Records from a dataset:
+++
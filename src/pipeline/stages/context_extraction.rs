use super::PipelineStage;
use crate::error::StageError;
use crate::llm::Message;
use std::sync::Arc;
use tracing::debug;

/// Source of background context for a query, such as a note index.
pub trait ContextExtractor: Send + Sync {
    fn extract(&self, query: &str, messages: &[Message]) -> Result<Option<String>, StageError>;
}

pub struct ContextExtractionInput {
    pub query: String,
    pub messages: Vec<Message>,
}

pub struct ContextExtractionStage {
    extractor: Arc<dyn ContextExtractor>,
}

impl ContextExtractionStage {
    pub fn new(extractor: Arc<dyn ContextExtractor>) -> Self {
        Self { extractor }
    }
}

impl PipelineStage for ContextExtractionStage {
    type Input = ContextExtractionInput;
    type Output = Option<String>;

    fn name(&self) -> &'static str {
        "context_extraction"
    }

    fn process(&self, input: ContextExtractionInput) -> Result<Option<String>, StageError> {
        let context = self
            .extractor
            .extract(&input.query, &input.messages)?
            .filter(|c| !c.trim().is_empty());
        debug!(
            chars = context.as_ref().map_or(0, String::len),
            "extracted context"
        );
        Ok(context)
    }
}
use anyhow::Context;
use chatloom::config::Config;
use chatloom::llm::registry::ProviderSet;
use chatloom::llm::stream::{StreamCallback, StreamChunk, ToolPhase};
use chatloom::llm::{ChatCompletionOptions, Message};
use chatloom::pipeline::{ChatPipeline, ChatPipelineInput};
use chatloom::tools::default_registry;
use chatloom::tools::notes::{MemoryNoteStore, Note};
use clap::{Parser, Subcommand};
use colored::Colorize;
use std::io::Write;
use std::sync::Arc;
use tracing_subscriber::EnvFilter;

#[derive(Parser)]
#[command(name = "chatloom")]
#[command(about = "Chat with your notes through any configured LLM provider.")]
struct Cli {
    /// Config file to use instead of ~/.chatloom/config.toml
    #[arg(long, global = true)]
    config: Option<std::path::PathBuf>,

    #[command(subcommand)]
    command: Commands,
}

#[derive(Subcommand)]
enum Commands {
    /// Start interactive chat
    Chat {
        /// Model to use, optionally prefixed with a provider (e.g. `openai:gpt-4o`)
        #[arg(short, long)]
        model: Option<String>,
        /// Wait for complete replies instead of streaming
        #[arg(long)]
        no_stream: bool,
        /// Do not offer tools to the model
        #[arg(long)]
        no_tools: bool,
    },
    /// List available tools
    Tools,
    /// Show configured providers and whether they can be used
    Providers,
    /// Show configuration
    Config,
}

fn demo_store() -> MemoryNoteStore {
    MemoryNoteStore::with_notes(vec![
        Note::new("root-projects", "Projects", "Active and archived projects."),
        Note::new(
            "garden",
            "Garden plan",
            "Tomatoes along the south fence. Basil between rows. Water every other morning.",
        )
        .with_parent("root-projects")
        .with_attribute("label", "outdoor"),
        Note::new(
            "reading",
            "Reading list",
            "Designing Data-Intensive Applications; The Rust Programming Language.",
        )
        .with_attribute("label", "books"),
        Note::new(
            "meeting-0412",
            "Meeting notes 12 April",
            "Agreed to ship the sync feature after the storage migration.",
        )
        .with_parent("root-projects"),
    ])
}

fn load_config(path: Option<&std::path::Path>) -> Config {
    match path {
        Some(path) => Config::load_from(path),
        None => Config::load(),
    }
}

fn print_chunk(chunk: &StreamChunk) {
    if let Some(info) = &chunk.tool_execution {
        let line = match info.phase {
            ToolPhase::Start => format!("[tool] {} ...", info.tool.name),
            ToolPhase::Update => format!("[tool] {} running", info.tool.name),
            ToolPhase::Complete => format!("[tool] {} done", info.tool.name),
            ToolPhase::Error => format!(
                "[tool] {} failed: {}",
                info.tool.name,
                info.error.as_deref().unwrap_or("unknown error")
            ),
        };
        eprintln!("{}", line.dimmed());
        return;
    }
    if !chunk.text.is_empty() {
        eprint!("{}", chunk.text);
        let _ = std::io::stderr().flush();
    }
}

fn run_chat(cfg: Config, model: Option<String>, stream: bool, tools: bool) -> anyhow::Result<()> {
    let providers = Arc::new(ProviderSet::from_config(&cfg));
    let registry = Arc::new(default_registry(Arc::new(demo_store())));
    let pipeline = ChatPipeline::new(cfg.pipeline.clone(), providers, registry);
    let session_id = uuid::Uuid::new_v4().to_string();

    println!("{}", format!("chatloom v{}", env!("CARGO_PKG_VERSION")).bold());
    println!(
        "Provider: {}",
        model
            .as_deref()
            .unwrap_or(&cfg.ai.selected_provider)
            .green()
    );
    println!("Type {} to exit.\n", "Ctrl+D".dimmed());

    let mut history: Vec<Message> = Vec::new();
    let mut rl = rustyline::DefaultEditor::new().context("failed to initialize readline")?;

    loop {
        match rl.readline(&format!("{} ", "you>".blue().bold())) {
            Ok(line) => {
                let input = line.trim();
                if input.is_empty() {
                    continue;
                }
                let _ = rl.add_history_entry(input);
                history.push(Message::user(input));

                let options = ChatCompletionOptions {
                    model: model.clone(),
                    temperature: Some(cfg.ai.temperature),
                    stream: Some(stream),
                    enable_tools: Some(tools),
                    session_id: Some(session_id.clone()),
                    ..Default::default()
                };
                let callback = stream.then(|| StreamCallback::new(print_chunk));

                let start = std::time::Instant::now();
                if stream {
                    eprint!("{} ", "bot>".green().bold());
                } else {
                    eprint!("{}", "[thinking...]".dimmed());
                }
                let result = pipeline.execute(ChatPipelineInput {
                    messages: history.clone(),
                    query: Some(input.to_string()),
                    options,
                    format: None,
                    stream_callback: callback,
                });

                match result {
                    Ok(output) => {
                        if stream {
                            eprintln!();
                        } else {
                            eprint!("\r{}\r", " ".repeat(20));
                            println!("{} {}", "bot>".green().bold(), output.response.text);
                        }
                        if output.ceiling_reached {
                            println!("{}", "(tool call limit reached)".yellow());
                        }
                        history.push(Message::assistant(&output.response.text));
                    }
                    Err(e) => {
                        eprintln!();
                        eprintln!("{} {}", "Error:".red().bold(), e);
                        history.pop();
                    }
                }
                let elapsed = start.elapsed();
                println!("{}", format!("({:.1}s)", elapsed.as_secs_f64()).dimmed());
                println!();
            }
            Err(rustyline::error::ReadlineError::Interrupted) => {
                println!("Use Ctrl+D to exit.");
            }
            Err(rustyline::error::ReadlineError::Eof) => {
                println!("\nGoodbye!");
                break;
            }
            Err(err) => {
                eprintln!("Error: {}", err);
                break;
            }
        }
    }
    Ok(())
}

fn main() -> anyhow::Result<()> {
    tracing_subscriber::fmt()
        .with_env_filter(
            EnvFilter::try_from_default_env().unwrap_or_else(|_| EnvFilter::new("warn")),
        )
        .with_writer(std::io::stderr)
        .init();

    let cli = Cli::parse();
    let cfg = load_config(cli.config.as_deref());

    match cli.command {
        Commands::Chat {
            model,
            no_stream,
            no_tools,
        } => {
            let stream = cfg.pipeline.enable_streaming && !no_stream;
            run_chat(cfg, model, stream, !no_tools)?;
        }
        Commands::Tools => {
            let registry = default_registry(Arc::new(demo_store()));
            println!("{}", "Available tools:".bold());
            println!();
            for tool in registry.get_all_tools() {
                println!("  {} - {}", tool.name().cyan(), tool.description());
            }
        }
        Commands::Providers => {
            let providers = ProviderSet::from_config(&cfg);
            let selected = providers.selected_provider().unwrap_or("");
            println!("{}", "Providers:".bold());
            println!();
            for provider in providers.providers() {
                let status = if provider.is_available() {
                    "available".green()
                } else {
                    "unavailable".red()
                };
                let marker = if provider.name().eq_ignore_ascii_case(selected) {
                    "*"
                } else {
                    " "
                };
                println!(
                    "{} {:<10} {:<12} {}",
                    marker,
                    provider.name().cyan(),
                    status,
                    provider.default_model().unwrap_or_default().dimmed()
                );
            }
        }
        Commands::Config => {
            println!("{}", "Current configuration:".bold());
            println!();
            let text = cfg.to_toml().context("failed to serialize config")?;
            println!("{}", text);
        }
    }
    Ok(())
}
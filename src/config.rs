use serde::{Deserialize, Serialize};
use std::path::{Path, PathBuf};
use tracing::warn;

#[derive(Debug, Serialize, Deserialize, Clone, Default)]
pub struct Config {
    #[serde(default)]
    pub ai: AiConfig,
    #[serde(default)]
    pub pipeline: PipelineConfig,
    #[serde(default)]
    pub providers: ProvidersConfig,
}

#[derive(Debug, Serialize, Deserialize, Clone)]
#[serde(default)]
pub struct AiConfig {
    /// Global switch. When false no provider reports itself available.
    pub enabled: bool,
    pub selected_provider: String,
    /// Used whenever a request's temperature falls outside (0, 1].
    pub temperature: f32,
    /// HTTP timeout for provider calls, in seconds.
    #[serde(default = "default_timeout_secs")]
    pub timeout_secs: u64,
}

fn default_timeout_secs() -> u64 {
    300
}

impl Default for AiConfig {
    fn default() -> Self {
        Self {
            enabled: true,
            selected_provider: "ollama".to_string(),
            temperature: 0.7,
            timeout_secs: default_timeout_secs(),
        }
    }
}

#[derive(Debug, Serialize, Deserialize, Clone)]
#[serde(default)]
pub struct PipelineConfig {
    pub enable_streaming: bool,
    pub enable_metrics: bool,
    pub max_tool_iterations: usize,
    pub show_thinking: bool,
}

impl Default for PipelineConfig {
    fn default() -> Self {
        Self {
            enable_streaming: true,
            enable_metrics: true,
            max_tool_iterations: 5,
            show_thinking: false,
        }
    }
}

/// Credentials and endpoint for one provider.
#[derive(Debug, Serialize, Deserialize, Clone, Default, PartialEq)]
pub struct ProviderSettings {
    #[serde(default, skip_serializing_if = "Option::is_none")]
    pub api_key: Option<String>,
    #[serde(default, skip_serializing_if = "Option::is_none")]
    pub base_url: Option<String>,
    #[serde(default, skip_serializing_if = "Option::is_none")]
    pub default_model: Option<String>,
}

impl ProviderSettings {
    /// The API key, if set to something other than whitespace.
    pub fn api_key(&self) -> Option<&str> {
        self.api_key.as_deref().map(str::trim).filter(|k| !k.is_empty())
    }

    pub fn base_url_or(&self, default: &str) -> String {
        self.base_url
            .as_deref()
            .map(str::trim)
            .filter(|u| !u.is_empty())
            .unwrap_or(default)
            .trim_end_matches('/')
            .to_string()
    }

    pub fn default_model(&self) -> Option<&str> {
        self.default_model
            .as_deref()
            .map(str::trim)
            .filter(|m| !m.is_empty())
    }
}

#[derive(Debug, Serialize, Deserialize, Clone)]
pub struct ProvidersConfig {
    #[serde(default)]
    pub openai: ProviderSettings,
    #[serde(default)]
    pub anthropic: ProviderSettings,
    #[serde(default)]
    pub minimax: ProviderSettings,
    #[serde(default = "default_ollama_settings")]
    pub ollama: ProviderSettings,
}

fn default_ollama_settings() -> ProviderSettings {
    ProviderSettings {
        api_key: None,
        base_url: Some("http://localhost:11434".to_string()),
        default_model: None,
    }
}

impl Default for ProvidersConfig {
    fn default() -> Self {
        Self {
            openai: ProviderSettings::default(),
            anthropic: ProviderSettings::default(),
            minimax: ProviderSettings::default(),
            ollama: default_ollama_settings(),
        }
    }
}

impl Config {
    /// Parse config from a TOML string.
    pub fn from_toml(s: &str) -> Result<Self, toml::de::Error> {
        toml::from_str(s)
    }

    /// Serialize config to TOML string.
    pub fn to_toml(&self) -> Result<String, toml::ser::Error> {
        toml::to_string_pretty(self)
    }

    pub fn default_path() -> Option<PathBuf> {
        dirs::home_dir().map(|home| home.join(".chatloom").join("config.toml"))
    }

    /// Load config from ~/.chatloom/config.toml, falling back to defaults.
    pub fn load() -> Self {
        match Self::default_path() {
            Some(path) => Self::load_from(&path),
            None => Self::default(),
        }
    }

    pub fn load_from(path: &Path) -> Self {
        if !path.exists() {
            return Self::default();
        }

        match std::fs::read_to_string(path) {
            Ok(contents) => match toml::from_str(&contents) {
                Ok(config) => config,
                Err(e) => {
                    warn!(path = %path.display(), error = %e, "failed to parse config, using defaults");
                    Self::default()
                }
            },
            Err(e) => {
                warn!(path = %path.display(), error = %e, "failed to read config, using defaults");
                Self::default()
            }
        }
    }

    /// Settings for a provider by name (case-insensitive). Unknown names get
    /// empty settings.
    pub fn provider_settings(&self, name: &str) -> ProviderSettings {
        match name.to_ascii_lowercase().as_str() {
            "openai" => self.providers.openai.clone(),
            "anthropic" => self.providers.anthropic.clone(),
            "minimax" => self.providers.minimax.clone(),
            "ollama" => self.providers.ollama.clone(),
            _ => ProviderSettings::default(),
        }
    }
}

#[cfg(test)]
mod tests {
    use super::*;

    #[test]
    fn test_default_config_values() {
        let config = Config::default();
        assert!(config.ai.enabled);
        assert_eq!(config.ai.selected_provider, "ollama");
        assert!((config.ai.temperature - 0.7).abs() < f32::EPSILON);
        assert!(config.pipeline.enable_streaming);
        assert_eq!(config.pipeline.max_tool_iterations, 5);
        assert!(!config.pipeline.show_thinking);
        assert_eq!(
            config.providers.ollama.base_url.as_deref(),
            Some("http://localhost:11434")
        );
        assert!(config.providers.openai.api_key.is_none());
    }

    #[test]
    fn test_config_roundtrip_toml() {
        let mut config = Config::default();
        config.providers.anthropic.api_key = Some("sk-ant".to_string());
        let toml_str = config.to_toml().unwrap();
        let parsed = Config::from_toml(&toml_str).unwrap();

        assert_eq!(parsed.ai.selected_provider, config.ai.selected_provider);
        assert_eq!(
            parsed.pipeline.max_tool_iterations,
            config.pipeline.max_tool_iterations
        );
        assert_eq!(parsed.providers.anthropic, config.providers.anthropic);
        assert_eq!(parsed.providers.ollama, config.providers.ollama);
    }

    #[test]
    fn test_config_parse_custom_values() {
        let toml_str = r#"
[ai]
enabled = true
selected_provider = "minimax"
temperature = 0.3

[pipeline]
enable_streaming = false
enable_metrics = false
max_tool_iterations = 3
show_thinking = true

[providers.minimax]
api_key = "mm-key"
default_model = "MiniMax-M2.1"
"#;
        let config = Config::from_toml(toml_str).unwrap();
        assert_eq!(config.ai.selected_provider, "minimax");
        assert_eq!(config.ai.timeout_secs, 300);
        assert!(!config.pipeline.enable_streaming);
        assert_eq!(config.pipeline.max_tool_iterations, 3);
        assert_eq!(config.providers.minimax.api_key(), Some("mm-key"));
        // Sections left out keep their defaults.
        assert_eq!(
            config.providers.ollama.base_url.as_deref(),
            Some("http://localhost:11434")
        );
    }

    #[test]
    fn test_config_parse_invalid_toml() {
        let result = Config::from_toml("this is not valid toml {{{");
        assert!(result.is_err());
    }

    #[test]
    fn test_config_parse_missing_sections_uses_defaults() {
        let config = Config::from_toml("").unwrap();
        assert_eq!(config.ai.selected_provider, "ollama");
        assert!(config.pipeline.enable_metrics);
    }

    #[test]
    fn test_config_parse_partial_section() {
        let config = Config::from_toml("[ai]\nenabled = false\n").unwrap();
        assert!(!config.ai.enabled);
        assert_eq!(config.ai.selected_provider, "ollama");
        assert!((config.ai.temperature - 0.7).abs() < f32::EPSILON);
    }

    #[test]
    fn test_config_parse_wrong_type() {
        let toml_str = r#"
[pipeline]
enable_streaming = true
enable_metrics = true
max_tool_iterations = "not a number"
show_thinking = false
"#;
        assert!(Config::from_toml(toml_str).is_err());
    }

    #[test]
    fn test_provider_settings_blank_values() {
        let settings = ProviderSettings {
            api_key: Some("   ".to_string()),
            base_url: Some("https://api.example.com/v1/".to_string()),
            default_model: Some(" ".to_string()),
        };
        assert_eq!(settings.api_key(), None);
        assert_eq!(
            settings.base_url_or("https://fallback"),
            "https://api.example.com/v1"
        );
        assert_eq!(settings.default_model(), None);
        assert_eq!(
            ProviderSettings::default().base_url_or("https://fallback/"),
            "https://fallback"
        );
    }

    #[test]
    fn test_provider_settings_lookup() {
        let mut config = Config::default();
        config.providers.openai.api_key = Some("sk".to_string());
        assert_eq!(config.provider_settings("OpenAI").api_key(), Some("sk"));
        assert_eq!(config.provider_settings("unknown"), ProviderSettings::default());
    }

    #[test]
    fn test_load_from_missing_file_returns_defaults() {
        let dir = tempfile::tempdir().unwrap();
        let config = Config::load_from(&dir.path().join("absent.toml"));
        assert_eq!(config.ai.selected_provider, "ollama");
    }

    #[test]
    fn test_load_from_file() {
        let dir = tempfile::tempdir().unwrap();
        let path = dir.path().join("config.toml");
        std::fs::write(&path, "[ai]\nenabled = false\nselected_provider = \"openai\"\ntemperature = 0.5\n")
            .unwrap();
        let config = Config::load_from(&path);
        assert!(!config.ai.enabled);
        assert_eq!(config.ai.selected_provider, "openai");
    }

    #[test]
    fn test_load_from_invalid_file_returns_defaults() {
        let dir = tempfile::tempdir().unwrap();
        let path = dir.path().join("config.toml");
        std::fs::write(&path, "not [valid").unwrap();
        let config = Config::load_from(&path);
        assert!(config.ai.enabled);
    }
}
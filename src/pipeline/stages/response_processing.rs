use super::PipelineStage;
use crate::error::StageError;
use crate::llm::Usage;
use regex::Regex;
use std::sync::OnceLock;
use tracing::debug;

type CachedRegex = OnceLock<Result<Regex, regex::Error>>;

static THINKING: CachedRegex = OnceLock::new();
static ASSISTANT_LABEL: CachedRegex = OnceLock::new();

fn cached(cell: &'static CachedRegex, pattern: &str) -> Result<&'static Regex, StageError> {
    cell.get_or_init(|| Regex::new(pattern))
        .as_ref()
        .map_err(|e| StageError::Processing(e.to_string()))
}

pub struct ResponseProcessingInput {
    pub text: String,
    pub show_thinking: bool,
    pub usage: Option<Usage>,
}

/// Cleans model text before it reaches the user. Also applied per stream chunk.
pub struct ResponseProcessingStage;

impl ResponseProcessingStage {
    /// Rewrites a `thinking:` section (up to `answer:` or the end) as a fenced
    /// block, keeping the answer that follows.
    fn format_thinking(text: &str) -> Result<String, StageError> {
        let re = cached(&THINKING, r"(?s)thinking:(.*?)(answer:|\z)")?;
        let Some(caps) = re.captures(text) else {
            return Ok(text.to_string());
        };
        let (Some(whole), Some(body)) = (caps.get(0), caps.get(1)) else {
            return Ok(text.to_string());
        };
        let end = caps.get(2).map_or(whole.end(), |answer| answer.start());
        Ok(format!(
            "{}**Thinking:** \n\n```\n{}\n```\n\n{}",
            &text[..whole.start()],
            body.as_str().trim(),
            &text[end..]
        ))
    }

    fn strip_assistant_label(text: &str) -> Result<String, StageError> {
        let re = cached(&ASSISTANT_LABEL, r"(?i)\A\s*assistant:\s*")?;
        Ok(re.replace(text, "").into_owned())
    }
}

impl PipelineStage for ResponseProcessingStage {
    type Input = ResponseProcessingInput;
    type Output = String;

    fn name(&self) -> &'static str {
        "response_processing"
    }

    fn process(&self, input: ResponseProcessingInput) -> Result<String, StageError> {
        let mut text = input.text;
        if input.show_thinking && text.contains("thinking:") {
            text = Self::format_thinking(&text)?;
        }
        let text = Self::strip_assistant_label(&text)?;

        if let Some(usage) = input.usage {
            debug!(
                prompt_tokens = usage.prompt_tokens,
                completion_tokens = usage.completion_tokens,
                total_tokens = usage.total_tokens,
                "token usage"
            );
        }
        Ok(text)
    }
}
+++
> [Your goal]: Looking at the entries, how many lines contain the string "cell"? The answer is that number alone.

> [Answer below]: 2